■ **TRY IT**
Below this line is a set of entries; quote exactly the lines from the line that contains "for n in 0..10" to the line that contains "assert_eq!(seen.len(), 10);", both lines included.

:::

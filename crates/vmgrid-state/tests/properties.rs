//! Cross-module guarantees of the cluster state layer.

mod common;

use std::collections::HashSet;
use std::sync::{Arc, Mutex};
use std::time::Duration;

use common::{harness, harness_for, TestIpManager};
use serde_json::json;
use vmgrid_state::*;
use vmgrid_store::{CoordinationStore, ObjectKey};

fn spec(name: &str) -> InstanceSpec {
    InstanceSpec {
        name: name.to_string(),
        cpus: 1,
        memory_mb: 1024,
        namespace: "default".to_string(),
        ..Default::default()
    }
}

#[test]
fn concurrent_create_has_exactly_one_winner() {
    let h = harness();
    let key = ObjectKey::new("race", None, "k").unwrap();
    let store: Arc<dyn CoordinationStore> = h.db.store().clone();

    let threads: Vec<_> = (0..8)
        .map(|n| {
            let store = store.clone();
            let key = key.clone();
            std::thread::spawn(move || store.create(&key, &json!(n), None).unwrap().then_some(n))
        })
        .collect();
    let winners: Vec<i32> = threads.into_iter().filter_map(|t| t.join().unwrap()).collect();

    assert_eq!(winners.len(), 1);
    assert_eq!(store.get(&key).unwrap(), Some(json!(winners[0])));
}

#[test]
fn held_lock_times_out_then_expires() {
    let h = harness();
    let ttl = Duration::from_secs(60);
    let _held = h.db.get_lock("network", None, "n-1", ttl, Duration::from_secs(1), Some("first")).unwrap();

    let err = h
        .db
        .get_lock("network", None, "n-1", ttl, Duration::from_millis(100), Some("second"))
        .unwrap_err();
    assert!(err.is_lock_timeout());

    h.clock.advance(Duration::from_secs(61));
    let lock = h
        .db
        .get_lock("network", None, "n-1", ttl, Duration::from_millis(100), Some("second"))
        .unwrap();
    assert_eq!(h.db.get_existing_locks().unwrap().len(), 1);
    h.db.refresh_lock(&lock).unwrap();
}

#[test]
fn unchanged_state_performs_no_writes() {
    let h = harness();
    h.db.create_instance("i-1", spec("web")).unwrap();

    h.clock.advance(Duration::from_secs(5));
    let instance = h.db.update_instance_state("i-1", InstanceState::Created).unwrap().unwrap();
    assert_eq!(instance.state, InstanceState::Created);
    assert!(instance.state_updated >= common::T0 + 5.0);
    assert_eq!(h.db.get_instance("i-1").unwrap().unwrap().state, InstanceState::Created);

    let writes = h.store.writes();
    let locks = h.store.lock_attempts();
    h.db.update_instance_state("i-1", InstanceState::Created).unwrap();
    assert_eq!(h.store.writes(), writes);
    assert_eq!(h.store.lock_attempts(), locks);
}

#[test]
fn placement_counter_tracks_owner_changes() {
    let h = harness();
    h.db.create_instance("i-1", spec("web")).unwrap();

    let placed = h.db.place_instance("i-1", "sf-2").unwrap().unwrap();
    assert_eq!(placed.placement_attempts, 1);

    let writes = h.store.writes();
    let again = h.db.place_instance("i-1", "sf-2").unwrap().unwrap();
    assert_eq!(again.placement_attempts, 1);
    assert_eq!(h.store.writes(), writes);

    let moved = h.db.place_instance("i-1", "sf-3").unwrap().unwrap();
    assert_eq!(moved.placement_attempts, 2);
    assert_eq!(moved.node.as_deref(), Some("sf-3"));
    assert_eq!(moved.node_history, ["sf-2", "sf-3"]);
}

#[test]
fn power_reports_are_debounced_during_transitions() {
    let h = harness();
    h.db.create_instance("i-1", spec("web")).unwrap();
    h.db.update_instance_power_state("i-1", PowerState::Off).unwrap();
    h.db.update_instance_power_state("i-1", PowerState::TransitionToOn).unwrap();

    h.clock.advance(Duration::from_secs(30));
    let instance = h.db.update_instance_power_state("i-1", PowerState::Off).unwrap().unwrap();
    assert_eq!(instance.power_state, PowerState::TransitionToOn);

    h.clock.advance(Duration::from_secs(50));
    let instance = h.db.update_instance_power_state("i-1", PowerState::Off).unwrap().unwrap();
    assert_eq!(instance.power_state, PowerState::Off);
    assert_eq!(instance.power_state_previous, PowerState::TransitionToOn);
}

#[test]
fn reports_of_other_states_are_applied_immediately() {
    let h = harness();
    h.db.create_instance("i-1", spec("web")).unwrap();
    h.db.update_instance_power_state("i-1", PowerState::Off).unwrap();
    h.db.update_instance_power_state("i-1", PowerState::TransitionToOn).unwrap();

    h.clock.advance(Duration::from_secs(5));
    let instance = h.db.update_instance_power_state("i-1", PowerState::On).unwrap().unwrap();
    assert_eq!(instance.power_state, PowerState::On);
}

#[test]
fn queue_items_are_handed_out_once() {
    let h = harness();
    for n in 0..10 {
        h.db.enqueue_instance_delete("sf-2", &format!("i-{n}")).unwrap();
    }

    let seen = Arc::new(Mutex::new(Vec::new()));
    let workers: Vec<_> = (0..4)
        .map(|_| {
            let db = h.db.clone();
            let seen = seen.clone();
            std::thread::spawn(move || {
                while let Some((item, handle)) = db.dequeue("sf-2").unwrap() {
                    seen.lock().unwrap().push(item.tasks[0].instance_uuid().to_string());
                    assert!(db.resolve("sf-2", &handle).unwrap());
                }
            })
        })
        .collect();
    for worker in workers {
        worker.join().unwrap();
    }

    let seen = seen.lock().unwrap();
    let unique: HashSet<_> = seen.iter().collect();
    assert_eq!(seen.len(), 10);
    assert_eq!(unique.len(), 10);
    assert_eq!(h.db.get_queue_length("sf-2").unwrap(), 0);
    assert!(h.db.dequeue("sf-2").unwrap().is_none());
}

#[test]
fn stale_instance_boundary() {
    let h = harness();
    let delay = Duration::from_secs(600);

    h.db.create_instance("older", spec("a")).unwrap();
    h.db.update_instance_state("older", InstanceState::Deleted).unwrap();
    h.clock.advance(Duration::from_secs(2));
    h.db.create_instance("newer", spec("b")).unwrap();
    h.db.update_instance_state("newer", InstanceState::Deleted).unwrap();

    // now - delay - 1 for "older", now - delay + 1 for "newer".
    h.clock.advance(Duration::from_secs(599));
    let stale: Vec<String> = h.db.get_stale_instances(delay).unwrap().map(|i| i.uuid).collect();
    assert_eq!(stale, ["older"]);
}

#[test]
fn hard_delete_instance_is_idempotent() {
    let h = harness();
    h.db.create_instance("i-1", spec("web")).unwrap();
    h.db.add_event("instance", "i-1", "create", "start", None, None).unwrap();
    h.db.persist_metadata("instance", "i-1", &json!({"tags": ["a"]})).unwrap();

    h.db.hard_delete_instance("i-1").unwrap();
    h.db.hard_delete_instance("i-1").unwrap();

    assert!(h.db.get_instance("i-1").unwrap().is_none());
    assert!(h.db.get_events("instance", "i-1").unwrap().is_empty());
    assert!(h.db.get_metadata("instance", "i-1").unwrap().is_none());
}

#[test]
fn deleted_network_frees_its_vxid_for_reuse() {
    let h = harness();
    let first = h
        .db
        .allocate_network::<TestIpManager>("10.0.0.0/24", true, true, "net", "default")
        .unwrap();
    assert!(first.vxid > 0);
    let other = h
        .db
        .allocate_network::<TestIpManager>("10.0.1.0/24", true, true, "other", "default")
        .unwrap();
    assert_ne!(other.vxid, first.vxid);

    h.db.update_network_state(&first.uuid, NetworkState::Deleted).unwrap();
    assert!(h.db.get_ipmanager::<TestIpManager>(&first.uuid).unwrap().is_none());

    let again = h
        .db
        .allocate_network::<TestIpManager>("10.0.0.0/24", true, true, "net", "default")
        .unwrap();
    assert_eq!(again.vxid, first.vxid);
    assert_ne!(again.uuid, first.uuid);
}

#[test]
fn nodes_expire_after_their_ttl() {
    let h = harness_for("sf-2");
    h.db.see_this_node().unwrap();
    assert_eq!(h.db.get_nodes().unwrap().len(), 1);

    h.clock.advance(Duration::from_secs(121));
    assert!(h.db.get_node("sf-2").unwrap().is_none());
}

:::

■ **EXERCISE RESPONSE**
    for n in 0..10 {
        h.db.enqueue_instance_delete("sf-2", &format!("i-{n}")).unwrap();
    }

    let seen = Arc::new(Mutex::new(Vec::new()));
    let workers: Vec<_> = (0..4)
        .map(|_| {
            let db = h.db.clone();
            let seen = seen.clone();
            std::thread::spawn(move || {
                while let Some((item, handle)) = db.dequeue("sf-2").unwrap() {
                    seen.lock().unwrap().push(item.tasks[0].instance_uuid().to_string());
                    assert!(db.resolve("sf-2", &handle).unwrap());
                }
            })
        })
        .collect();
    for worker in workers {
        worker.join().unwrap();
    }

    let seen = seen.lock().unwrap();
    let unique: HashSet<_> = seen.iter().collect();
    assert_eq!(seen.len(), 10);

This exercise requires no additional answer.